Many times people are not quite at that place yet where they’re ready to quit or admit that this is a problem. This is a bridge to reduce the harm.
Kimberly Pruett, MD

The EMS Medical Direction Consortium consists of Department of Emergency Medicine faculty and fellows who serve part time as medical directors for fire departments, rescue services and other agencies in northern and western New Mexico, says Jake Debevec, the consortium’s program coordinator.

“The consortium physicians that travel across the state carry doses with them, so we’re able to provide it anywhere,” he says. They may leave them with individuals who are at risk overdosing – or their family members.

“We do an on-site real-time training with them that takes about 30 seconds,” he says. “We emphasize if you suspect that they’re having an overdose, if they’re difficult to wake up, give them Narcan. If they have a pulse give the first dose and call 911. If there’s still no change you can give the second dose before 911 gets there.”

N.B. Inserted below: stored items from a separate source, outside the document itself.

//! RSS feed writer
//!
//! Regenerates the podcast feed after every publish. Feed failure is
//! best-effort by contract: the episode is already on disk, so the runner
//! only logs a warning when this fails.

use std::path::PathBuf;

use anyhow::Context as _;
use echocast_core::domain::episode::Episode;

use crate::config::FeedConfig;

pub struct FeedWriter {
    config: FeedConfig,
    path: PathBuf,
}

impl FeedWriter {
    pub fn new(config: FeedConfig, path: PathBuf) -> Self {
        Self { config, path }
    }

    /// Renders and atomically writes the feed for the given episodes
    /// (expected newest-first).
    pub fn regenerate(&self, episodes: &[Episode]) -> anyhow::Result<()> {
        let xml = self.render(episodes);
        let tmp = self.path.with_extension("xml.tmp");
        std::fs::write(&tmp, xml.as_bytes())
            .with_context(|| format!("failed to write {}", tmp.display()))?;
        std::fs::rename(&tmp, &self.path)
            .with_context(|| format!("failed to move feed into place at {}", self.path.display()))?;
        Ok(())
    }

    /// Renders the RSS 2.0 document (with iTunes namespace tags).
    pub fn render(&self, episodes: &[Episode]) -> String {
        let mut xml = String::with_capacity(1024 + episodes.len() * 512);
        xml.push_str("<?xml version=\"1.0\" encoding=\"UTF-8\"?>\n");
        xml.push_str(
            "<rss version=\"2.0\" xmlns:itunes=\"http://www.itunes.com/dtds/podcast-1.0.dtd\">\n",
        );
        xml.push_str("  <channel>\n");
        push_tag(&mut xml, "title", &self.config.title);
        push_tag(&mut xml, "link", &self.config.base_url);
        push_tag(&mut xml, "description", &self.config.description);
        push_tag(&mut xml, "language", &self.config.language);
        push_tag(&mut xml, "itunes:author", &self.config.author);

        for episode in episodes {
            xml.push_str("    <item>\n");
            push_item_tag(&mut xml, "title", &episode.title);
            push_item_tag(&mut xml, "guid", &episode.id);
            push_item_tag(&mut xml, "link", &episode.source_url);
            push_item_tag(&mut xml, "pubDate", &episode.created_at.to_rfc2822());
            if let Some(duration) = episode.duration_seconds {
                push_item_tag(&mut xml, "itunes:duration", &format_duration(duration));
            }
            xml.push_str(&format!(
                "      <enclosure url=\"{}\" length=\"{}\" type=\"{}\"/>\n",
                escape_xml(&self.enclosure_url(episode)),
                episode.size_bytes,
                mime_type(&episode.audio_file),
            ));
            xml.push_str("    </item>\n");
        }

        xml.push_str("  </channel>\n</rss>\n");
        xml
    }

    fn enclosure_url(&self, episode: &Episode) -> String {
        format!(
            "{}/episodes/{}",
            self.config.base_url.trim_end_matches('/'),
            episode.audio_file
        )
    }
}

fn push_tag(xml: &mut String, tag: &str, value: &str) {
    xml.push_str(&format!("    <{tag}>{}</{tag}>\n", escape_xml(value)));
}

fn push_item_tag(xml: &mut String, tag: &str, value: &str) {
    xml.push_str(&format!("      <{tag}>{}</{tag}>\n", escape_xml(value)));
}

fn escape_xml(value: &str) -> String {
    value
        .replace('&', "&amp;")
        .replace('<', "&lt;")
        .replace('>', "&gt;")
        .replace('"', "&quot;")
        .replace('\'', "&apos;")
}

fn mime_type(file_name: &str) -> &'static str {
    match file_name.rsplit('.').next() {
        Some("mp3") => "audio/mpeg",
        Some("m4a") | Some("aac") => "audio/mp4",
        Some("ogg") | Some("opus") => "audio/ogg",
        Some("wav") => "audio/wav",
        _ => "application/octet-stream",
    }
}

fn format_duration(seconds: f64) -> String {
    let total = seconds.round() as u64;
    format!("{:02}:{:02}:{:02}", total / 3600, (total % 3600) / 60, total % 60)
}
//! EchoCast Server
//!
//! The submission/status API: accepts URLs, exposes job status and episode
//! listings, and serves published audio. All processing happens in the
//! separately scheduled worker; the server only reads and writes the shared
//! on-disk stores.

use tracing_subscriber::{layer::SubscriberExt, util::SubscriberInitExt};

pub mod api;
pub mod config;
pub mod state;

use crate::config::Config;
use crate::state::AppState;

#[tokio::main]
async fn main() {
    // Initialize tracing
    tracing_subscriber::registry()
        .with(
            tracing_subscriber::EnvFilter::try_from_default_env()
                .unwrap_or_else(|_| "echocast_server=debug,tower_http=debug".into()),
        )
        .with(tracing_subscriber::fmt::layer())
        .init();

    tracing::info!("Starting EchoCast server...");

    let config = Config::from_env();
    let state = AppState::open(&config).expect("Failed to open data directories");

    let app = api::create_router(state, config.episodes_dir());

    tracing::info!("Listening on {}", config.bind_addr);

    let listener = tokio::net::TcpListener::bind(&config.bind_addr)
        .await
        .expect("Failed to bind to address");

    axum::serve(listener, app)
        .await
        .expect("Failed to start server");
}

Debevec has worked with the New Mexico Department of Health to secure state funding to stockpile naloxone, which is among the more expensive medications carried by ambulance crews and first responders.

Although it’s best to transport someone who has survived an overdose to a hospital, some people refuse further care – but responders still leave them with a box of naloxone and information on gaining access to drug treatment programs.

“The harm reduction community has advocated for it,” he says. “We can’t stop people from using drugs, but we can identify them and provide them with resources. We not only give them the Narcan but we also provide them with some additional resources.”

Pruett says she and her fellow consortium members frequently respond to suspected overdose reports alongside EMS personnel.

“We’re out in the field in these communities all the time,” she says. “Having Narcan available to our physicians through the Consortium that we can leave with family members when someone overdoses – I would put it in the same category as tourniquets that stop bleeding or defibrillators.”

And while it might be preferable for someone who has just recovered from an overdose to go to the hospital, “Many times people are not quite at that place yet where they’re ready to quit or admit that this is a problem,” Pruett says. “This is a bridge to reduce the harm.”